⟨

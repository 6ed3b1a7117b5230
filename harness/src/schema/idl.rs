//! Anchor IDL backed schema provider.
//!
//! Both IDL generations are understood: the legacy layout (`isMut`,
//! `isSigner`, `publicKey`, address under `metadata`) and the current one
//! (`writable`, `signer`, `pubkey`, top-level `address`, explicit
//! discriminators). Nested account groups are flattened in declaration
//! order.

use {
    super::{AccountSpec, ArgSpec, ArgType, InstructionSchema, SchemaProvider},
    crate::{client::Cluster, error::SchemaError, transaction::anchor_discriminator},
    serde::Deserialize,
    serde_json::Value,
    std::{
        collections::HashMap,
        fs,
        path::{Path, PathBuf},
        str::FromStr,
        sync::OnceLock,
    },
    trezoa_pubkey::Pubkey,
};

#[derive(Clone, Debug, Deserialize)]
pub struct Idl {
    #[serde(default)]
    pub address: Option<String>,
    #[serde(default)]
    pub metadata: Option<IdlMetadata>,
    #[serde(default)]
    pub instructions: Vec<IdlInstruction>,
}

#[derive(Clone, Debug, Default, Deserialize)]
pub struct IdlMetadata {
    #[serde(default)]
    pub address: Option<String>,
}

#[derive(Clone, Debug, Deserialize)]
pub struct IdlInstruction {
    pub name: String,
    #[serde(default)]
    pub discriminator: Option<Vec<u8>>,
    #[serde(default)]
    pub accounts: Vec<IdlAccountItem>,
    #[serde(default)]
    pub args: Vec<IdlField>,
}

#[derive(Clone, Debug, Deserialize)]
#[serde(untagged)]
pub enum IdlAccountItem {
    Group(IdlAccountGroup),
    Single(IdlAccount),
}

#[derive(Clone, Debug, Deserialize)]
pub struct IdlAccountGroup {
    pub name: String,
    pub accounts: Vec<IdlAccountItem>,
}

#[derive(Clone, Debug, Deserialize)]
pub struct IdlAccount {
    pub name: String,
    #[serde(default, alias = "isMut")]
    pub writable: bool,
    #[serde(default, alias = "isSigner")]
    pub signer: bool,
}

#[derive(Clone, Debug, Deserialize)]
pub struct IdlField {
    pub name: String,
    #[serde(rename = "type")]
    pub ty: Value,
}

impl Idl {
    pub fn from_json(program: &str, json: &str) -> Result<Self, SchemaError> {
        serde_json::from_str(json).map_err(|err| SchemaError::InvalidSchema {
            program: program.to_string(),
            reason: err.to_string(),
        })
    }

    pub fn from_file(program: &str, path: &Path) -> Result<Self, SchemaError> {
        let json = fs::read_to_string(path).map_err(|err| SchemaError::SchemaRead {
            path: path.to_path_buf(),
            reason: err.to_string(),
        })?;
        Self::from_json(program, &json)
    }

    /// The address the IDL was published for, if it records one.
    pub fn declared_address(&self) -> Option<&str> {
        self.address
            .as_deref()
            .or_else(|| self.metadata.as_ref()?.address.as_deref())
    }

    fn find(&self, instruction: &str) -> Option<&IdlInstruction> {
        self.instructions.iter().find(|ix| ix.name == instruction)
    }
}

impl IdlInstruction {
    fn to_schema(&self) -> InstructionSchema {
        let mut accounts = Vec::new();
        flatten_accounts(&self.accounts, &mut accounts);

        let args = self
            .args
            .iter()
            .map(|field| ArgSpec {
                name: field.name.clone(),
                ty: arg_type(&field.ty),
            })
            .collect();

        let discriminator = self
            .discriminator
            .as_deref()
            .and_then(|bytes| <[u8; 8]>::try_from(bytes).ok())
            .unwrap_or_else(|| anchor_discriminator(&self.name));

        InstructionSchema {
            name: self.name.clone(),
            discriminator,
            accounts,
            args,
        }
    }
}

fn flatten_accounts(items: &[IdlAccountItem], out: &mut Vec<AccountSpec>) {
    for item in items {
        match item {
            IdlAccountItem::Group(group) => flatten_accounts(&group.accounts, out),
            IdlAccountItem::Single(account) => out.push(AccountSpec {
                name: account.name.clone(),
                signer: account.signer,
                writable: account.writable,
            }),
        }
    }
}

/// Map an IDL type node to a declared argument type.
pub fn arg_type(ty: &Value) -> ArgType {
    match ty {
        Value::String(name) => ArgType::from_name(name),
        Value::Object(map) => match map.get("array").and_then(Value::as_array) {
            Some(parts) if parts.len() == 2 => match parts[1].as_u64() {
                Some(len) => ArgType::Array(Box::new(arg_type(&parts[0])), len as usize),
                None => ArgType::Unsupported(ty.to_string()),
            },
            _ => ArgType::Unsupported(ty.to_string()),
        },
        other => ArgType::Unsupported(other.to_string()),
    }
}

/// Where a program's IDL comes from.
#[derive(Clone, Debug)]
pub enum IdlSource {
    /// Read from disk on first lookup, then kept.
    File(PathBuf),
    /// Already in memory.
    Inline(Idl),
}

#[derive(Clone, Debug)]
struct ProgramEntry {
    source: IdlSource,
    cluster: Cluster,
    program_id: Option<Pubkey>,
    parsed: OnceLock<Idl>,
}

/// Registry of program IDLs keyed by program name.
#[derive(Clone, Debug, Default)]
pub struct IdlRegistry {
    programs: HashMap<String, ProgramEntry>,
}

impl IdlRegistry {
    pub fn new() -> Self {
        Self::default()
    }

    /// Register a program. `program_id` overrides the address recorded in
    /// the IDL.
    pub fn register(
        &mut self,
        program: impl Into<String>,
        source: IdlSource,
        cluster: Cluster,
        program_id: Option<Pubkey>,
    ) {
        self.programs.insert(
            program.into(),
            ProgramEntry {
                source,
                cluster,
                program_id,
                parsed: OnceLock::new(),
            },
        );
    }

    /// Names of every registered program.
    pub fn programs(&self) -> impl Iterator<Item = &str> {
        self.programs.keys().map(String::as_str)
    }

    fn entry(&self, program: &str) -> Result<&ProgramEntry, SchemaError> {
        self.programs
            .get(program)
            .ok_or_else(|| SchemaError::ProgramNotFound(program.to_string()))
    }

    fn load(&self, program: &str) -> Result<&Idl, SchemaError> {
        let entry = self.entry(program)?;
        match &entry.source {
            IdlSource::Inline(idl) => Ok(idl),
            IdlSource::File(path) => {
                if let Some(idl) = entry.parsed.get() {
                    return Ok(idl);
                }
                let idl = Idl::from_file(program, path)?;
                Ok(entry.parsed.get_or_init(|| idl))
            }
        }
    }
}

impl SchemaProvider for IdlRegistry {
    fn instructions(&self, program: &str) -> Result<Vec<String>, SchemaError> {
        let idl = self.load(program)?;
        Ok(idl.instructions.iter().map(|ix| ix.name.clone()).collect())
    }

    fn instruction(
        &self,
        program: &str,
        instruction: &str,
    ) -> Result<InstructionSchema, SchemaError> {
        let idl = self.load(program)?;
        idl.find(instruction)
            .map(IdlInstruction::to_schema)
            .ok_or_else(|| SchemaError::InstructionNotFound {
                program: program.to_string(),
                instruction: instruction.to_string(),
            })
    }

    fn program_id(&self, program: &str) -> Result<Pubkey, SchemaError> {
        if let Some(program_id) = self.entry(program)?.program_id {
            return Ok(program_id);
        }
        let idl = self.load(program)?;
        let address = idl.declared_address().unwrap_or_default();
        Pubkey::from_str(address).map_err(|_| SchemaError::InvalidProgramId {
            program: program.to_string(),
            value: address.to_string(),
        })
    }

    fn cluster(&self, program: &str) -> Result<Cluster, SchemaError> {
        Ok(self.entry(program)?.cluster.clone())
    }
}

#[cfg(test)]
mod tests {
    use {super::*, serde_json::json};

    const LEGACY_IDL: &str = r#"{
        "version": "0.1.0",
        "name": "mycounter",
        "instructions": [
            {
                "name": "increment",
                "accounts": [
                    { "name": "authority", "isMut": false, "isSigner": true },
                    { "name": "counter", "isMut": true, "isSigner": false }
                ],
                "args": [ { "name": "amount", "type": "u64" } ]
            },
            {
                "name": "setAll",
                "accounts": [
                    {
                        "name": "common",
                        "accounts": [
                            { "name": "payer", "isMut": true, "isSigner": true },
                            { "name": "systemProgram", "isMut": false, "isSigner": false }
                        ]
                    },
                    { "name": "store", "isMut": true, "isSigner": false }
                ],
                "args": [
                    { "name": "values", "type": { "array": ["u8", 3] } },
                    { "name": "owner", "type": "publicKey" },
                    { "name": "extra", "type": { "vec": "u8" } }
                ]
            }
        ]
    }"#;

    fn registry() -> IdlRegistry {
        let mut registry = IdlRegistry::new();
        registry.register(
            "mycounter",
            IdlSource::Inline(Idl::from_json("mycounter", LEGACY_IDL).unwrap()),
            Cluster::Localnet,
            Some(Pubkey::new_unique()),
        );
        registry
    }

    #[test]
    fn test_legacy_instruction_schema() {
        let schema = registry().instruction("mycounter", "increment").unwrap();
        assert_eq!(schema.required_accounts(), vec!["authority", "counter"]);
        assert_eq!(
            schema.signer_accounts().into_iter().collect::<Vec<_>>(),
            vec!["authority"]
        );
        assert_eq!(
            schema.required_args(),
            &[ArgSpec {
                name: "amount".to_string(),
                ty: ArgType::U64,
            }]
        );
        assert_eq!(schema.discriminator, anchor_discriminator("increment"));
        assert_eq!(schema.expected_tokens(), 8);
    }

    #[test]
    fn test_nested_accounts_and_array_args() {
        let schema = registry().instruction("mycounter", "setAll").unwrap();
        assert_eq!(
            schema.required_accounts(),
            vec!["payer", "systemProgram", "store"]
        );
        assert_eq!(
            schema.args[0].ty,
            ArgType::Array(Box::new(ArgType::U8), 3)
        );
        assert_eq!(schema.args[1].ty, ArgType::Pubkey);
        assert!(matches!(schema.args[2].ty, ArgType::Unsupported(_)));
    }

    #[test]
    fn test_current_idl_layout() {
        let address = Pubkey::new_unique();
        let idl = json!({
            "address": address.to_string(),
            "metadata": { "name": "vault", "version": "0.1.0", "spec": "0.1.0" },
            "instructions": [{
                "name": "deposit",
                "discriminator": [1, 2, 3, 4, 5, 6, 7, 8],
                "accounts": [
                    { "name": "owner", "writable": true, "signer": true },
                    { "name": "vault", "writable": true }
                ],
                "args": [ { "name": "lamports", "type": "u64" } ]
            }]
        });

        let mut registry = IdlRegistry::new();
        registry.register(
            "vault",
            IdlSource::Inline(Idl::from_json("vault", &idl.to_string()).unwrap()),
            Cluster::Devnet,
            None,
        );

        assert_eq!(registry.program_id("vault").unwrap(), address);
        assert_eq!(registry.cluster("vault").unwrap(), Cluster::Devnet);
        assert_eq!(registry.instructions("vault").unwrap(), vec!["deposit"]);

        let schema = registry.instruction("vault", "deposit").unwrap();
        assert_eq!(schema.discriminator, [1, 2, 3, 4, 5, 6, 7, 8]);
        assert!(schema.accounts[0].signer && schema.accounts[0].writable);
        assert!(!schema.accounts[1].signer);
    }

    #[test]
    fn test_lookup_failures() {
        let registry = registry();
        assert!(matches!(
            registry.instruction("unknown", "increment"),
            Err(SchemaError::ProgramNotFound(_))
        ));
        assert!(matches!(
            registry.instruction("mycounter", "decrement"),
            Err(SchemaError::InstructionNotFound { .. })
        ));
    }

    #[test]
    fn test_idl_file_is_read_once() {
        let dir = tempfile::tempdir().unwrap();
        let path = dir.path().join("mycounter.json");
        fs::write(&path, LEGACY_IDL).unwrap();

        let mut registry = IdlRegistry::new();
        registry.register(
            "mycounter",
            IdlSource::File(path.clone()),
            Cluster::Localnet,
            Some(Pubkey::new_unique()),
        );
        assert!(registry.instruction("mycounter", "increment").is_ok());

        // Later lookups are served from the parsed copy.
        fs::remove_file(&path).unwrap();
        assert!(registry.instruction("mycounter", "increment").is_ok());
        assert_eq!(registry.instructions("mycounter").unwrap().len(), 2);
    }

    #[test]
    fn test_missing_idl_file() {
        let mut registry = IdlRegistry::new();
        registry.register(
            "ghost",
            IdlSource::File(PathBuf::from("/nonexistent/ghost.json")),
            Cluster::Localnet,
            None,
        );
        assert!(matches!(
            registry.instructions("ghost"),
            Err(SchemaError::SchemaRead { .. })
        ));
    }
}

⟩

* YOUR INSTRUCTIONS *
Only lines containing the word "parts" should be copied from the material above.

* TASK OUTPUT *
            Some(parts) if parts.len() == 2 => match parts[1].as_u64() {
                Some(len) => ArgType::Array(Box::new(arg_type(&parts[0])), len as usize),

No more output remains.